Results and Discussion

  • Results and Discussion sections are very well written.

 

 

 

Reviewer 5 Report

Chu and colleagues, propose a stratification for patients with penile cancer in 4 Clusters. The grouping is based on the characterization of a list of immunomarker taken from the literature. This is the first report for a set of immunomarker used to individuate the TIME for penile cancer. The problem is well introduced and addressed with unsupervised techniques that avoid misinterpretation of the data. However, there are some concerns.

 

Major points:

  • Micrographs of all the immunomarkers used in the study have to be shown as for PD-1 and CD8, to demonstrate the correct localization and staining of the protein.
  • Siglec-15 is a marker of worse prognosis as cited by the authors. However, in Fig.4, high levels of the protein in the stroma are associated with better outcomes.

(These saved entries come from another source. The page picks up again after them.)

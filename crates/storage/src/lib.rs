//! In-process reference engine for the `vq` client.
//!
//! Architecture role:
//! - implements [`vq_execution::Transport`] without any external service
//! - keeps tables as Arrow batches keyed by database URI
//! - evaluates filters, flat vector search, BM25 full-text search and merge-insert
//!
//! Key modules:
//! - [`catalog`]
//! - [`engine`]
//! - [`filter`]
//! - [`search`]

pub mod catalog;
pub mod engine;
pub mod explain;
pub mod filter;
pub mod merge;
pub mod search;
pub mod stats;

pub use catalog::{Database, StoredTable};
pub use engine::MemoryEngine;
pub use filter::Predicate;
pub use stats::TableStats;
//! Columnar -> row decoding.
//!
//! Nested decoding stops at one level: a list (or fixed-size list) of scalars
//! decodes to [`Value::List`], a list of lists is [`VqError::NotSupported`].

use arrow::array::{Array, AsArray};
use arrow::datatypes::{
    Date32Type, Date64Type, Decimal128Type, Float16Type, Float32Type, Float64Type, Int8Type,
    Int16Type, Int32Type, Int64Type, Time64MicrosecondType, Time64NanosecondType,
    TimestampMicrosecondType, TimestampMillisecondType, TimestampNanosecondType,
    TimestampSecondType, UInt8Type, UInt16Type, UInt32Type, UInt64Type,
};
use arrow_schema::{DataType, TimeUnit};
use vq_common::{Result, VqError};

use crate::value::Value;

/// Decodes every entry of `array`.
///
/// Nulls decode to [`Value::Null`], except binary columns, which yield one
/// byte array per non-null row and skip null entries.
pub fn decode_array(array: &dyn Array) -> Result<Vec<Value>> {
    check_nesting(array.data_type())?;
    match array.data_type() {
        DataType::Binary | DataType::LargeBinary => (0..array.len())
            .filter(|idx| array.is_valid(*idx))
            .map(|idx| decode_value(array, idx))
            .collect(),
        _ => (0..array.len())
            .map(|idx| decode_value(array, idx))
            .collect(),
    }
}

/// Decodes the entry at `idx`; nulls decode to [`Value::Null`].
pub fn decode_value(array: &dyn Array, idx: usize) -> Result<Value> {
    if array.is_null(idx) {
        return Ok(Value::Null);
    }
    let value = match array.data_type() {
        DataType::Boolean => Value::Boolean(array.as_boolean().value(idx)),
        DataType::Int8 => Value::Int8(array.as_primitive::<Int8Type>().value(idx)),
        DataType::Int16 => Value::Int16(array.as_primitive::<Int16Type>().value(idx)),
        DataType::Int32 => Value::Int32(array.as_primitive::<Int32Type>().value(idx)),
        DataType::Int64 => Value::Int64(array.as_primitive::<Int64Type>().value(idx)),
        DataType::UInt8 => Value::UInt8(array.as_primitive::<UInt8Type>().value(idx)),
        DataType::UInt16 => Value::UInt16(array.as_primitive::<UInt16Type>().value(idx)),
        DataType::UInt32 => Value::UInt32(array.as_primitive::<UInt32Type>().value(idx)),
        DataType::UInt64 => Value::UInt64(array.as_primitive::<UInt64Type>().value(idx)),
        DataType::Float16 => Value::Float16(array.as_primitive::<Float16Type>().value(idx)),
        DataType::Float32 => Value::Float32(array.as_primitive::<Float32Type>().value(idx)),
        DataType::Float64 => Value::Float64(array.as_primitive::<Float64Type>().value(idx)),
        DataType::Date32 => Value::Date32(array.as_primitive::<Date32Type>().value(idx)),
        DataType::Date64 => Value::Date64(array.as_primitive::<Date64Type>().value(idx)),
        DataType::Time64(TimeUnit::Microsecond) => {
            Value::Time64(array.as_primitive::<Time64MicrosecondType>().value(idx))
        }
        DataType::Time64(TimeUnit::Nanosecond) => {
            Value::Time64(array.as_primitive::<Time64NanosecondType>().value(idx))
        }
        DataType::Timestamp(unit, _) => Value::Timestamp(match unit {
            TimeUnit::Second => array.as_primitive::<TimestampSecondType>().value(idx),
            TimeUnit::Millisecond => array.as_primitive::<TimestampMillisecondType>().value(idx),
            TimeUnit::Microsecond => array.as_primitive::<TimestampMicrosecondType>().value(idx),
            TimeUnit::Nanosecond => array.as_primitive::<TimestampNanosecondType>().value(idx),
        }),
        DataType::Decimal128(_, _) => {
            Value::Decimal128(array.as_primitive::<Decimal128Type>().value(idx))
        }
        DataType::Utf8 => Value::Utf8(array.as_string::<i32>().value(idx).to_string()),
        DataType::LargeUtf8 => Value::Utf8(array.as_string::<i64>().value(idx).to_string()),
        DataType::Binary => Value::Binary(array.as_binary::<i32>().value(idx).to_vec()),
        DataType::LargeBinary => Value::Binary(array.as_binary::<i64>().value(idx).to_vec()),
        DataType::FixedSizeList(_, _) => {
            check_nesting(array.data_type())?;
            let child = array.as_fixed_size_list().value(idx);
            Value::List(decode_array(child.as_ref())?)
        }
        DataType::List(_) => {
            check_nesting(array.data_type())?;
            let child = array.as_list::<i32>().value(idx);
            Value::List(decode_array(child.as_ref())?)
        }
        other => {
            return Err(VqError::UnsupportedType(format!(
                "no decoder for arrays of type {other}"
            )));
        }
    };
    Ok(value)
}

fn check_nesting(data_type: &DataType) -> Result<()> {
    if let DataType::FixedSizeList(child, _) | DataType::List(child) = data_type {
        if matches!(
            child.data_type(),
            DataType::FixedSizeList(_, _)
                | DataType::List(_)
                | DataType::LargeList(_)
                | DataType::Struct(_)
        ) {
            return Err(VqError::NotSupported(format!(
                "decoding {data_type} requires more than one level of nesting"
            )));
        }
    }
    Ok(())
}

#[cfg(test)]
mod tests {
    use std::sync::Arc;

    use arrow::array::{
        ArrayRef, BinaryArray, FixedSizeListBuilder, Float32Builder, Int32Builder, ListBuilder,
        StringArray,
    };
    use vq_common::VqError;

    use super::{decode_array, decode_value};
    use crate::Value;

    #[test]
    fn string_columns_decode_every_row() {
        let array = StringArray::from(vec![Some("a"), None, Some("c")]);
        let values = decode_array(&array).expect("decode");
        assert_eq!(
            values,
            vec![
                Value::Utf8("a".to_string()),
                Value::Null,
                Value::Utf8("c".to_string())
            ]
        );
    }

    #[test]
    fn binary_columns_skip_null_entries() {
        let array = BinaryArray::from(vec![Some(&b"ab"[..]), None, Some(&b"c"[..])]);
        let values = decode_array(&array).expect("decode");
        assert_eq!(
            values,
            vec![Value::Binary(b"ab".to_vec()), Value::Binary(b"c".to_vec())]
        );
    }

    #[test]
    fn fixed_size_list_decodes_one_level() {
        let mut builder = FixedSizeListBuilder::new(Float32Builder::new(), 2);
        for v in [[1.0_f32, 2.0], [3.0, 4.0]] {
            for x in v {
                builder.values().append_value(x);
            }
            builder.append(true);
        }
        let array = builder.finish();
        let value = decode_value(&array, 1).expect("decode");
        assert_eq!(value, Value::from(vec![3.0_f32, 4.0]));
    }

    #[test]
    fn list_of_lists_is_not_supported() {
        let mut builder = ListBuilder::new(ListBuilder::new(Int32Builder::new()));
        builder.values().values().append_value(1);
        builder.values().append(true);
        builder.append(true);
        let array: ArrayRef = Arc::new(builder.finish());
        let err = decode_array(array.as_ref()).expect_err("nested");
        assert!(matches!(err, VqError::NotSupported(_)));
    }
}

How do the authors explain this discrepancy?
  • Another marker for M2 macrophages should be used to better explain the results of cluster C. The authors mention the CD163 marker that could be used.
  • A table with the role (in tumor progression) of the immunomarker used, and the class of inflammatory cells represented, would help in comparing data in the literature with the stratification in clusters.
  • Also, a table describing the immunomarker expressed in different clusters A-D would give a more direct message to the reader.
  • 3a is not described in the text. Add and comment on the figure.
  • Micrographs with staining representing the unsupervised stratification should be shown to assess the difference between low and high expressing tumors/stroma.
  • Provide more details in the figure legends.

 

Minor points:

  • Not all the figures are cited in the text (i.e. fig. 3a), or they are not cited in the correct order (i.e. fig.6 cited before 5 c-e). Adjust all over the text.
  • Add details in all figures with IHC micrographs (i.e. in fig. 1 indicate which panel is CD-8 and PD-1). Also figures number is missing throughout the paper.
  • 2a and b are inverted in the text. Adjust accordingly with figure legend. Moreover, fig. 2d is a magnification of fig. 2 c. Add this information to the text. Also in fig legend magnification (x200) should be adjusted to the correct magnification.